- [YOUR TASK]: Retype exactly the lines from the one holding "not be fetched." through the final line of the data, both included.

++++ DATA FOR THIS EXERCISE

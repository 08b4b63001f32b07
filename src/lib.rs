//! # GitHub Profile Viewer
//!
//! Look up a GitHub user, render their profile and page through their most
//! recently updated repositories six at a time.
//!
//! ## Main Components
//!
//! - [`SearchController`]: validates the query, calls the API, routes results
//!   and failures to the render targets and owns the pagination state
//! - [`GitHubClient`]: [`ProfileApi`] implementation over the GitHub REST API
//! - [`ProfileRenderer`] / [`RepositoryRenderer`]: records to display views
//! - [`RenderSurface`]: the display targets a host provides
//! - [`ThemePreference`]: persisted light/dark mode
//!
//! ## Example
//!
//! ```no_run
//! use github_profile_viewer_lib::{GitHubClient, SearchController, TerminalSurface, Theme};
//!
//! #[tokio::main]
//! async fn main() -> Result<(), Box<dyn std::error::Error + Send + Sync>> {
//!     let api = GitHubClient::new("https://api.github.com")?;
//!     let mut controller = SearchController::new(api, TerminalSurface::new(Theme::Dark));
//!
//!     controller.set_query("octocat");
//!     controller.submit().await;
//!     controller.load_more();
//!
//!     Ok(())
//! }
//! ```

mod args;
mod client;
mod controller;
mod date;
mod error;
mod models;
mod pagination;
mod render;
mod surface;
mod terminal;
mod theme;

pub use crate::args::{Args, DEFAULT_API_URL, DEFAULT_USERNAME};
pub use crate::client::{GitHubClient, ProfileApi};
pub use crate::controller::{SearchController, SearchStatus};
pub use crate::date::{format_date, INVALID_DATE};
pub use crate::error::{ApiError, PreferenceError, NOT_FOUND_MESSAGE, RATE_LIMIT_MESSAGE};
pub use crate::models::{RepositorySummary, UserProfile};
pub use crate::pagination::{Page, PaginationState, PAGE_SIZE};
pub use crate::render::{
    Link, ProfileRenderer, ProfileView, RepoCard, Renderer, RepositoryRenderer, NO_BIO,
    NO_DESCRIPTION, NO_TWITTER, NO_WEBSITE, NOT_SPECIFIED,
};
pub use crate::surface::RenderSurface;
pub use crate::terminal::TerminalSurface;
pub use crate::theme::{PreferenceStore, Theme, ThemePreference, THEME_KEY};
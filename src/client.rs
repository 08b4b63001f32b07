use async_trait::async_trait;
use reqwest::header::{HeaderMap, HeaderValue, ACCEPT};
use reqwest::{Client, StatusCode, Url};
use tracing::{debug, warn};

use crate::error::ApiError;
use crate::models::{RepositorySummary, UserProfile};

/// The two GitHub endpoints the viewer talks to.
#[async_trait]
pub trait ProfileApi {
    /// `GET /users/{username}`.
    async fn fetch_profile(&self, username: &str) -> Result<UserProfile, ApiError>;

    /// `GET {list_url}?per_page=100&sort=updated`.
    async fn fetch_repositories(&self, list_url: &str)
        -> Result<Vec<RepositorySummary>, ApiError>;
}

#[async_trait]
impl<T: ProfileApi + Sync + ?Sized> ProfileApi for &T {
    async fn fetch_profile(&self, username: &str) -> Result<UserProfile, ApiError> {
        (**self).fetch_profile(username).await
    }

    async fn fetch_repositories(
        &self,
        list_url: &str,
    ) -> Result<Vec<RepositorySummary>, ApiError> {
        (**self).fetch_repositories(list_url).await
    }
}

pub struct GitHubClient {
    client: Client,
    api_url: Url,
}

impl GitHubClient {
    /// Create a client against `api_url`, e.g. `https://api.github.com`.
    pub fn new(api_url: &str) -> Result<Self, ApiError> {
        let api_url =
            Url::parse(api_url).map_err(|e| ApiError::InvalidUrl(format!("{api_url}: {e}")))?;

        let mut headers = HeaderMap::new();
        headers.insert(ACCEPT, HeaderValue::from_static("application/vnd.github+json"));
        headers.insert("X-GitHub-Api-Version", HeaderValue::from_static("2022-11-28"));

        let client = Client::builder()
            .user_agent(concat!("github-profile-viewer/", env!("CARGO_PKG_VERSION")))
            .default_headers(headers)
            .build()?;

        Ok(GitHubClient { client, api_url })
    }

    /// URL of the profile lookup. The username is percent-encoded as a single
    /// path segment.
    pub fn profile_url(&self, username: &str) -> Result<Url, ApiError> {
        let mut url = self.api_url.clone();
        url.path_segments_mut()
            .map_err(|_| ApiError::InvalidUrl(self.api_url.to_string()))?
            .pop_if_empty()
            .extend(["users", username]);
        Ok(url)
    }

    /// Log what GitHub reports about the remaining request budget.
    fn log_rate_limit(headers: &HeaderMap) {
        let read = |name: &str| {
            headers
                .get(name)
                .and_then(|v| v.to_str().ok())
                .and_then(|v| v.parse::<u64>().ok())
        };

        if let (Some(remaining), Some(limit)) =
            (read("X-RateLimit-Remaining"), read("X-RateLimit-Limit"))
        {
            if remaining == 0 {
                warn!("Rate limit exhausted (0/{})", limit);
            } else {
                debug!("Rate limit: {}/{}", remaining, limit);
            }
        }
    }
}

#[async_trait]
impl ProfileApi for GitHubClient {
    async fn fetch_profile(&self, username: &str) -> Result<UserProfile, ApiError> {
        let url = self.profile_url(username)?;
        debug!("Requesting URL: {}", url);

        let response = self.client.get(url).send().await?;
        Self::log_rate_limit(response.headers());

        let status = response.status();
        if status == StatusCode::FORBIDDEN {
            warn!("Profile lookup for '{}' was rate limited", username);
            return Err(ApiError::RateLimited);
        }
        if !status.is_success() {
            debug!("Profile lookup for '{}' failed with {}", username, status);
            return Err(ApiError::NotFound(status));
        }

        Ok(response.json::<UserProfile>().await?)
    }

    async fn fetch_repositories(
        &self,
        list_url: &str,
    ) -> Result<Vec<RepositorySummary>, ApiError> {
        let url =
            Url::parse(list_url).map_err(|e| ApiError::InvalidUrl(format!("{list_url}: {e}")))?;
        debug!("Requesting URL: {}", url);

        let response = self
            .client
            .get(url)
            .query(&[("per_page", "100"), ("sort", "updated")])
            .send()
            .await?;
        Self::log_rate_limit(response.headers());

        let status = response.status();
        if !status.is_success() {
            return Err(ApiError::Status(status));
        }

        Ok(response.json::<Vec<RepositorySummary>>().await?)
    }
}

#[cfg(test)]
mod tests {
    use super::*;

    #[test]
    fn profile_url_appends_encoded_username() {
        let client = GitHubClient::new("https://api.github.com").unwrap();
        assert_eq!(
            client.profile_url("octocat").unwrap().as_str(),
            "https://api.github.com/users/octocat"
        );
        assert_eq!(
            client.profile_url("a b").unwrap().as_str(),
            "https://api.github.com/users/a%20b"
        );
    }

    #[test]
    fn profile_url_keeps_enterprise_prefix() {
        let client = GitHubClient::new("https://ghe.example.com/api/v3/").unwrap();
        assert_eq!(
            client.profile_url("octocat").unwrap().as_str(),
            "https://ghe.example.com/api/v3/users/octocat"
        );
    }

    #[test]
    fn rejects_unparseable_base() {
        assert!(matches!(
            GitHubClient::new("not a url"),
            Err(ApiError::InvalidUrl(_))
        ));
    }
}
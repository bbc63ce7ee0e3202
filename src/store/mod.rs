//! Content-addressed payload storage.

pub mod client;
pub mod http;
pub mod mock;
pub mod traits;

pub use client::{ContentStoreClient, DEFAULT_STORE_TIMEOUT};
pub use http::HttpContentStore;
pub use mock::{content_address, MockContentStore};
pub use traits::{ContentStore, StoreError, StoreResult};
//! HTTP content store backend.
//!
//! ```text
//! POST upload       ContentPayload JSON -> {uri: "scheme://key[/path]"}
//! GET  fetch/{key}  -> ContentPayload JSON
//! ```

use super::traits::*;
use crate::model::{ContentPayload, ContentRef};
use async_trait::async_trait;
use reqwest::StatusCode;
use serde::Deserialize;
use url::Url;

/// Content store reached through an HTTP API.
pub struct HttpContentStore {
    client: reqwest::Client,
    base: Url,
}

#[derive(Deserialize)]
struct UploadResponse {
    uri: String,
}

impl HttpContentStore {
    pub fn new(client: reqwest::Client, base: Url) -> Self {
        Self { client, base }
    }

    /// Base URL extended by percent-encoded path segments.
    fn endpoint(&self, segments: &[&str]) -> StoreResult<Url> {
        let mut url = self.base.clone();
        url.path_segments_mut()
            .map_err(|_| StoreError::Unavailable(format!("invalid store url: {}", self.base)))?
            .pop_if_empty()
            .extend(segments);
        Ok(url)
    }
}

/// Keys that cannot name a single path segment; `url` drops dot segments silently.
fn is_unroutable(key: &str) -> bool {
    matches!(key, "" | "." | "..")
}

#[async_trait]
impl ContentStore for HttpContentStore {
    async fn put(&self, payload: &ContentPayload) -> StoreResult<ContentRef> {
        let response = self
            .client
            .post(self.endpoint(&["upload"])?)
            .json(payload)
            .send()
            .await
            .map_err(|e| StoreError::Unavailable(e.to_string()))?;

        if !response.status().is_success() {
            return Err(StoreError::Unavailable(format!(
                "upload failed with {}",
                response.status()
            )));
        }

        let uploaded: UploadResponse = response
            .json()
            .await
            .map_err(|e| StoreError::Unavailable(format!("malformed upload response: {}", e)))?;

        if uploaded.uri.trim().is_empty() {
            return Err(StoreError::Unavailable("store returned an empty reference".to_string()));
        }
        Ok(ContentRef::new(uploaded.uri))
    }

    async fn get(&self, reference: &ContentRef) -> StoreResult<ContentPayload> {
        let key = reference.key();
        if is_unroutable(key) {
            return Err(StoreError::NotFound {
                reference: key.to_string(),
            });
        }
        let response = self
            .client
            .get(self.endpoint(&["fetch", key])?)
            .send()
            .await
            .map_err(|e| StoreError::Unavailable(e.to_string()))?;

        match response.status() {
            StatusCode::NOT_FOUND => {
                return Err(StoreError::NotFound {
                    reference: key.to_string(),
                })
            }
            status if !status.is_success() => {
                return Err(StoreError::Unavailable(format!("fetch failed with {}", status)))
            }
            _ => {}
        }

        response
            .json()
            .await
            .map_err(|e| StoreError::Unavailable(format!("malformed payload: {}", e)))
    }
}
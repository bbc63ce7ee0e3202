//! Core data model shared by the write and read paths.
//!
//! - `IndexRecord`: what the ledger holds, immutable once committed
//! - `ContentPayload`: what the content store holds, addressed by its bytes
//! - `FeedEntry`: the read-side join of the two, built per feed request
//!
//! The degradation rule for a record whose content cannot be resolved lives in
//! exactly one place: [`FeedEntry::degraded`].

use serde::{Deserialize, Serialize};
use std::cmp::Ordering;
use std::fmt;
use std::time::{SystemTime, UNIX_EPOCH};

/// Score assigned when no real credibility estimate is available.
pub const NEUTRAL_SCORE: f64 = 0.5;

/// Milliseconds since the Unix epoch.
pub type Millis = u64;

/// Current wall-clock time in milliseconds.
pub fn now_millis() -> Millis {
    SystemTime::now()
        .duration_since(UNIX_EPOCH)
        .map(|d| d.as_millis() as Millis)
        .unwrap_or(0)
}

/// Pseudonymous author address supplied by the identity provider.
#[derive(Debug, Clone, PartialEq, Eq, Hash, Serialize, Deserialize)]
#[serde(transparent)]
pub struct Address(String);

impl Address {
    pub fn new(address: impl Into<String>) -> Self {
        Self(address.into())
    }

    pub fn as_str(&self) -> &str {
        &self.0
    }

    /// Short form for display: first 6 and last 4 characters.
    pub fn truncated(&self) -> String {
        let chars: Vec<char> = self.0.chars().collect();
        if chars.len() <= 10 {
            return self.0.clone();
        }
        let head: String = chars[..6].iter().collect();
        let tail: String = chars[chars.len() - 4..].iter().collect();
        format!("{}...{}", head, tail)
    }
}

impl fmt::Display for Address {
    fn fmt(&self, f: &mut fmt::Formatter<'_>) -> fmt::Result {
        f.write_str(&self.0)
    }
}

/// Content store reference, as returned by the store (`scheme://key[/path]`).
///
/// Two references are the same content when their normalized [`key`](Self::key)s
/// match; the raw form is kept because it is what the ledger records.
#[derive(Debug, Clone, PartialEq, Eq, Hash, Serialize, Deserialize)]
#[serde(transparent)]
pub struct ContentRef(String);

impl ContentRef {
    pub fn new(reference: impl Into<String>) -> Self {
        Self(reference.into())
    }

    /// Raw reference exactly as stored on the ledger.
    pub fn as_str(&self) -> &str {
        &self.0
    }

    /// Normalized key: scheme prefix and trailing path segments removed.
    ///
    /// `ipfs://bafy123/0` and `bafy123` both normalize to `bafy123`.
    pub fn key(&self) -> &str {
        let without_scheme = match self.0.find("://") {
            Some(pos) => &self.0[pos + 3..],
            None => self.0.as_str(),
        };
        let trimmed = without_scheme.trim_start_matches('/');
        trimmed.split('/').next().unwrap_or(trimmed)
    }

    /// True when both references resolve to the same normalized key.
    pub fn same_content(&self, other: &ContentRef) -> bool {
        self.key() == other.key()
    }

    /// Public gateway link for the referenced content.
    pub fn gateway_url(&self, gateway: &str) -> String {
        format!("{}/{}", gateway.trim_end_matches('/'), self.key())
    }
}

impl fmt::Display for ContentRef {
    fn fmt(&self, f: &mut fmt::Formatter<'_>) -> fmt::Result {
        f.write_str(&self.0)
    }
}

/// A credibility estimate known to be a finite value in `[0, 1]`.
#[derive(Debug, Clone, Copy, PartialEq, PartialOrd)]
pub struct CredibilityScore(f64);

impl CredibilityScore {
    /// Validate a raw score. Non-finite or out-of-range values are rejected.
    pub fn new(value: f64) -> Option<Self> {
        if value.is_finite() && (0.0..=1.0).contains(&value) {
            Some(Self(value))
        } else {
            None
        }
    }

    pub fn neutral() -> Self {
        Self(NEUTRAL_SCORE)
    }

    /// Validate, falling back to neutral.
    pub fn or_neutral(value: f64) -> Self {
        Self::new(value).unwrap_or_else(Self::neutral)
    }

    pub fn value(self) -> f64 {
        self.0
    }

    /// Whole-percent display, e.g. `"90%"`.
    pub fn percent(self) -> String {
        format!("{:.0}%", self.0 * 100.0)
    }

    pub fn verdict(self) -> Verdict {
        Verdict::from_score(self)
    }

    pub fn level(self) -> VerificationLevel {
        VerificationLevel::from_score(self)
    }
}

impl Default for CredibilityScore {
    fn default() -> Self {
        Self::neutral()
    }
}

impl fmt::Display for CredibilityScore {
    fn fmt(&self, f: &mut fmt::Formatter<'_>) -> fmt::Result {
        write!(f, "{:.2}", self.0)
    }
}

/// Reader-facing verdict for a feed entry.
#[derive(Debug, Clone, Copy, PartialEq, Eq)]
pub enum Verdict {
    LikelyTrue,
    Unverified,
    LikelyFalse,
}

impl Verdict {
    /// Scores at or above this are treated as verified.
    pub const VERIFIED_THRESHOLD: f64 = 0.8;

    pub fn from_score(score: CredibilityScore) -> Self {
        let s = score.value();
        if s >= Self::VERIFIED_THRESHOLD {
            Verdict::LikelyTrue
        } else if s >= NEUTRAL_SCORE {
            Verdict::Unverified
        } else {
            Verdict::LikelyFalse
        }
    }
}

impl fmt::Display for Verdict {
    fn fmt(&self, f: &mut fmt::Formatter<'_>) -> fmt::Result {
        match self {
            Verdict::LikelyTrue => write!(f, "Likely True"),
            Verdict::Unverified => write!(f, "Unverified"),
            Verdict::LikelyFalse => write!(f, "Likely False"),
        }
    }
}

/// Coarse badge level.
#[derive(Debug, Clone, Copy, PartialEq, Eq)]
pub enum VerificationLevel {
    High,
    Medium,
    Low,
}

impl VerificationLevel {
    pub fn from_score(score: CredibilityScore) -> Self {
        let s = score.value();
        if s >= 0.7 {
            VerificationLevel::High
        } else if s >= 0.4 {
            VerificationLevel::Medium
        } else {
            VerificationLevel::Low
        }
    }
}

/// Ledger index record.
#[derive(Debug, Clone, PartialEq, Eq, Serialize, Deserialize)]
#[serde(rename_all = "camelCase")]
pub struct IndexRecord {
    pub content_ref: ContentRef,
    pub title: String,
    pub timestamp: Millis,
    pub author: Address,
    /// Dense, zero-based position assigned by the ledger at commit.
    pub sequence_index: u64,
}

/// Content payload as stored in (and addressed by) the content store.
///
/// Field names on the wire follow the store's JSON document shape.
#[derive(Debug, Clone, PartialEq, Serialize, Deserialize)]
pub struct ContentPayload {
    pub title: String,
    #[serde(rename = "content")]
    pub body: String,
    pub author: Address,
    pub timestamp: Millis,
    #[serde(rename = "verificationScore")]
    pub credibility_score: f64,
}

impl ContentPayload {
    /// Serialized bytes; the content address is derived from these.
    pub fn to_bytes(&self) -> serde_json::Result<Vec<u8>> {
        serde_json::to_vec(self)
    }

    pub fn from_bytes(bytes: &[u8]) -> serde_json::Result<Self> {
        serde_json::from_slice(bytes)
    }
}

/// Whether a feed entry carries its stored content.
#[derive(Debug, Clone, Copy, PartialEq, Eq)]
pub enum Resolution {
    Resolved,
    Degraded,
}

/// One entry of the aggregated feed.
#[derive(Debug, Clone, PartialEq)]
pub struct FeedEntry {
    pub content_ref: ContentRef,
    pub title: String,
    pub body: String,
    pub author: Address,
    pub timestamp: Millis,
    pub sequence_index: u64,
    pub credibility_score: CredibilityScore,
    pub resolution: Resolution,
}

impl FeedEntry {
    /// Join a record with its resolved payload.
    ///
    /// The ledger is authoritative for title, author and timestamp; the payload
    /// contributes body and score. An invalid stored score reads as neutral.
    pub fn resolved(record: IndexRecord, payload: ContentPayload) -> Self {
        Self {
            content_ref: record.content_ref,
            title: record.title,
            body: payload.body,
            author: record.author,
            timestamp: record.timestamp,
            sequence_index: record.sequence_index,
            credibility_score: CredibilityScore::or_neutral(payload.credibility_score),
            resolution: Resolution::Resolved,
        }
    }

    /// What a record looks like when its content could not be fetched.
    pub fn degraded(record: IndexRecord) -> Self {
        Self {
            content_ref: record.content_ref,
            title: record.title,
            body: String::new(),
            author: record.author,
            timestamp: record.timestamp,
            sequence_index: record.sequence_index,
            credibility_score: CredibilityScore::neutral(),
            resolution: Resolution::Degraded,
        }
    }

    pub fn is_degraded(&self) -> bool {
        self.resolution == Resolution::Degraded
    }

    /// Canonical feed order: newest timestamp first, later commits first on ties.
    pub fn feed_order(a: &FeedEntry, b: &FeedEntry) -> Ordering {
        b.timestamp
            .cmp(&a.timestamp)
            .then_with(|| b.sequence_index.cmp(&a.sequence_index))
    }
}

++++++++

- [SOLUTION]:
    /// What a record looks like when its content could not be fetched.
    pub fn degraded(record: IndexRecord) -> Self {
        Self {
            content_ref: record.content_ref,
            title: record.title,
            body: String::new(),
            author: record.author,
            timestamp: record.timestamp,
            sequence_index: record.sequence_index,
            credibility_score: CredibilityScore::neutral(),
            resolution: Resolution::Degraded,
        }
    }

    pub fn is_degraded(&self) -> bool {
        self.resolution == Resolution::Degraded
    }

    /// Canonical feed order: newest timestamp first, later commits first on ties.
    pub fn feed_order(a: &FeedEntry, b: &FeedEntry) -> Ordering {
        b.timestamp
            .cmp(&a.timestamp)
            .then_with(|| b.sequence_index.cmp(&a.sequence_index))
    }
}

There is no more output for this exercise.